Records

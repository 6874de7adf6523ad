//! Round-trips between our types and the `geo` crate, which supplies the planar constructive
//! geometry (union, difference).

use crate::{LonLat, MultiPolygon, Polygon, Ring};

fn ring_to_geo(ring: &Ring) -> geo::LineString<f64> {
    ring.points()
        .iter()
        .map(|pt| (pt.x(), pt.y()))
        .collect::<Vec<_>>()
        .into()
}

fn polygon_to_geo(polygon: &Polygon) -> geo::Polygon<f64> {
    geo::Polygon::new(
        ring_to_geo(polygon.exterior()),
        polygon.holes().iter().map(ring_to_geo).collect(),
    )
}

pub(crate) fn to_geo(mp: &MultiPolygon) -> geo::MultiPolygon<f64> {
    geo::MultiPolygon(mp.polygons().iter().map(polygon_to_geo).collect())
}

fn ring_from_geo(ls: &geo::LineString<f64>) -> Option<Ring> {
    let pts: Vec<LonLat> = ls.coords().map(|c| LonLat::new(c.x, c.y)).collect();
    Ring::close(pts).ok()
}

/// Degenerate slivers (rings that collapse below three distinct points) are dropped; boolean ops
/// on sampled circles produce them routinely.
pub(crate) fn from_geo(mp: geo::MultiPolygon<f64>) -> MultiPolygon {
    let mut polygons = Vec::new();
    for poly in mp {
        if let Some(exterior) = ring_from_geo(poly.exterior()) {
            let holes = poly.interiors().iter().filter_map(ring_from_geo).collect();
            polygons.push(Polygon::with_holes(exterior, holes));
        }
    }
    MultiPolygon(polygons)
}

#[cfg(test)]
mod tests {
    use super::*;

    #[test]
    fn round_trip() {
        let polygon = Polygon::with_holes(
            Ring::must_new(vec![
                LonLat::new(0.0, 0.0),
                LonLat::new(4.0, 0.0),
                LonLat::new(4.0, 4.0),
                LonLat::new(0.0, 4.0),
                LonLat::new(0.0, 0.0),
            ]),
            vec![Ring::must_new(vec![
                LonLat::new(1.0, 1.0),
                LonLat::new(3.0, 1.0),
                LonLat::new(3.0, 3.0),
                LonLat::new(1.0, 3.0),
                LonLat::new(1.0, 1.0),
            ])],
        );
        let mp = MultiPolygon::from(polygon);
        let back = from_geo(to_geo(&mp));
        assert_eq!(back.polygons().len(), 1);
        assert_eq!(back.polygons()[0].holes().len(), 1);
        assert!(back.contains_pt(LonLat::new(0.5, 0.5)));
        assert!(!back.contains_pt(LonLat::new(2.0, 2.0)));
    }
}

Exercise
Where a line above contains the word "polygons", show that line.

Solution
    geo::MultiPolygon(mp.polygons().iter().map(polygon_to_geo).collect())
    let mut polygons = Vec::new();
            polygons.push(Polygon::with_holes(exterior, holes));
    MultiPolygon(polygons)
        assert_eq!(back.polygons().len(), 1);
        assert_eq!(back.polygons()[0].holes().len(), 1);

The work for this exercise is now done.